Le système détermine ce qu’on peut dire. Par exemple, les caractéristiques, les compétences ou encore les traits de différents systèmes de jeu délimitent ce que je peux dire de mon personnage et de ses actions. Le système détermine aussi les responsabilités : qui a le droit de dire quand mon personnage meurt, qui a le droit de déterminer ses actions, qui a le droit de dire ce qui se passe dans son environnement et sous quelles conditions (généralement, on dit que les joueurs ont la responsabilité de leurs personnages et le meneur de tout le reste, mais tous les jeux ne fonctionnent pas ainsi et le Truc impossible avant le petit déjeuner montre que c’est plus compliqué que cela).
Le système valorise certaines prises de parole plus que d’autres. A L5R, les personnages ayant un comportement honorable sont récompensés (le mécanisme est grossier mais il est significatif). Ces récompenses permettent en général de rendre son personnage plus fort, c’est à dire de rendre sa parole plus forte, prioritaire sur d’autres, dans l’univers fictif partagé.
Le système détermine même la forme que prend la prise de parole. L’exemple le plus frappant est Polaris, qui impose certaines phrases-clés pour signifier certaines interventions dans le jeu, mais tous les jeux ont leurs vocabulaires et leurs niveaux de langages requis. Sens Néant (que j’aime ce jeu !) propose même un système pour communiquer symboliquement sur ses émotions !

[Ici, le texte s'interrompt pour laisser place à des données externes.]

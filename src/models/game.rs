use serde::{Deserialize, Serialize};
use uuid::Uuid;

/// A grid coordinate. `row` and `col` are both in `[0, grid size)`.
#[derive(Debug, Clone, Copy, Serialize, Deserialize, Hash, Eq, PartialEq)]
pub struct Position {
    pub row: usize,
    pub col: usize,
}

impl Position {
    pub fn new(row: usize, col: usize) -> Self {
        Self { row, col }
    }
}

/// A single grid cell: a fixed coordinate and an uppercase letter,
/// immutable once the grid is built.
#[derive(Debug, Clone, Serialize, Deserialize)]
pub struct Tile {
    pub position: Position,
    pub letter: char,
}

/// A square board of tiles. Every in-range coordinate maps to exactly one
/// tile and the size is fixed for the lifetime of the grid.
#[derive(Debug, Clone, Serialize, Deserialize)]
pub struct Grid {
    size: usize,
    cells: Vec<Vec<Tile>>,
}

impl Grid {
    /// Assemble a grid from pre-positioned rows. Callers guarantee the
    /// rows are square; `GridGenerator` is the usual entry point.
    pub(crate) fn from_cells(cells: Vec<Vec<Tile>>) -> Self {
        let size = cells.len();
        Self { size, cells }
    }

    /// Build a grid with fixed letters, row by row. Returns `None` when the
    /// rows are empty or not square. Intended for hosts and tests that need
    /// a known board instead of a random one.
    pub fn from_rows(rows: Vec<Vec<char>>) -> Option<Self> {
        let size = rows.len();
        if size == 0 || rows.iter().any(|row| row.len() != size) {
            return None;
        }

        let cells = rows
            .into_iter()
            .enumerate()
            .map(|(row, letters)| {
                letters
                    .into_iter()
                    .enumerate()
                    .map(|(col, letter)| Tile {
                        position: Position::new(row, col),
                        letter: letter.to_ascii_uppercase(),
                    })
                    .collect()
            })
            .collect();

        Some(Self { size, cells })
    }

    pub fn size(&self) -> usize {
        self.size
    }

    pub fn contains(&self, position: Position) -> bool {
        position.row < self.size && position.col < self.size
    }

    pub fn get(&self, position: Position) -> Option<&Tile> {
        self.cells.get(position.row)?.get(position.col)
    }

    pub fn letter_at(&self, position: Position) -> Option<char> {
        self.get(position).map(|tile| tile.letter)
    }

    /// All tiles in row-major order.
    pub fn tiles(&self) -> impl Iterator<Item = &Tile> {
        self.cells.iter().flatten()
    }

    pub fn rows(&self) -> &[Vec<Tile>] {
        &self.cells
    }
}

/// Classified result of submitting a selection path as a word.
/// Rejections are outcomes, not errors; nothing in the core throws.
#[derive(Debug, Clone, Serialize, Deserialize, PartialEq, Eq)]
#[serde(tag = "type", rename_all = "snake_case")]
pub enum WordOutcome {
    Accepted { word: String },
    RejectedDuplicate { word: String },
    RejectedNotAWord { word: String },
}

impl WordOutcome {
    pub fn word(&self) -> &str {
        match self {
            WordOutcome::Accepted { word }
            | WordOutcome::RejectedDuplicate { word }
            | WordOutcome::RejectedNotAWord { word } => word,
        }
    }

    pub fn is_accepted(&self) -> bool {
        matches!(self, WordOutcome::Accepted { .. })
    }
}

/// Highlight state a renderer applies to a tile.
#[derive(Debug, Clone, Copy, Serialize, Deserialize, PartialEq, Eq)]
#[serde(rename_all = "snake_case")]
pub enum TileHighlight {
    NotSelected,
    /// On the current path, and the path would be accepted if submitted now.
    SelectedValid,
    /// On the current path, but the path would be rejected if submitted now.
    SelectedInvalid,
}

/// One tile as a renderer sees it.
#[derive(Debug, Clone, Serialize, Deserialize)]
pub struct TileView {
    pub letter: char,
    pub highlight: TileHighlight,
}

/// Read-only projection of session state for a renderer: consumed once per
/// tick, never written back.
#[derive(Debug, Clone, Serialize, Deserialize)]
pub struct RenderSnapshot {
    pub session_id: Uuid,
    pub grid_size: usize,
    pub tiles: Vec<Vec<TileView>>,
    /// The in-progress path, in selection order.
    pub path: Vec<Position>,
    /// Letters of the in-progress path, or `None` while idle.
    pub candidate_word: Option<String>,
    /// Accepted words in submission order.
    pub submitted_words: Vec<String>,
}
// Game engine modules

pub mod adjacency;
pub mod grid;
pub mod ledger;
pub mod selection;
pub mod session;
pub mod validator;

pub use grid::GridGenerator;
pub use ledger::WordLedger;
pub use selection::SelectionPath;
pub use session::{GameSession, SessionSettings};
pub use validator::WordValidator;
pub mod config;
pub mod dictionary;
pub mod game;
pub mod models;
pub mod utils;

Enfin et surtout le système peut (il ne le fait pas toujours) fertiliser la prise de parole des joueurs, c’est-à-dire leur donner des idées sur ce qu’ils vont dire. Typiquement, c’est ce qui arrive quand les joueurs à cours d’idées cherchent les compétences qui pourraient leur être utiles alors qu’ils se sentent dans une impasse. De manière plus riche, c’est – je crois – sur ce principe que repose Innommable, de Christoph Boeckle, dont les règles « indiquent » au meneur ou aux joueurs ce qu’ils peuvent dire suivant leurs actions dans le jeu : raconter un rêve, une hallucination, une connaissance occulte ou une rencontre surnaturelle, raconter un outrage pour un personnage, raconter une attaque sur un personnage.
C’est cette dernière fonction qui m’intéresse le plus, parce qu’un des buts de Monostatos est de faire raconter aux joueurs des actions héroïques (c’est-à-dire élégantes et subversives). Mais comme personne n’est un héros ainsi, j’ai effectué un gros travail pour rendre les personnages humains et admirables et pour accentuer le côté révoltant du Culte de Monostatos, sans le rendre incompréhensible.
Pour résumer tout ceci, je dirais que la plus grande difficulté pour un système considéré ainsi, n’est pas de contraindre la parole des joueurs. Sauf cas exceptionnels d’anti-jeu, les joueurs se conforment assez bien à ce qu’on attend d’eux et entrent assez bien dans la cohérence d’un univers pourvu qu’ils en aient reçu la description. La vraie difficulté est de faire parler créativement les joueurs, de parvenir à les faire sortir de leur routine narrative.
Créer des jeux de rôle qui sortent les participants de leurs habitudes, qui les pousse à donner le meilleur dans des registres inconnus d’eux-mêmes, et notamment à travers leur imaginaire: à quand des jeux de rôle libérateurs ?
Très bon billet Fabien!
Pour ajouter de l’eau à ton moulin, il y a deux phrases qui m’ont frappées ces dernières années.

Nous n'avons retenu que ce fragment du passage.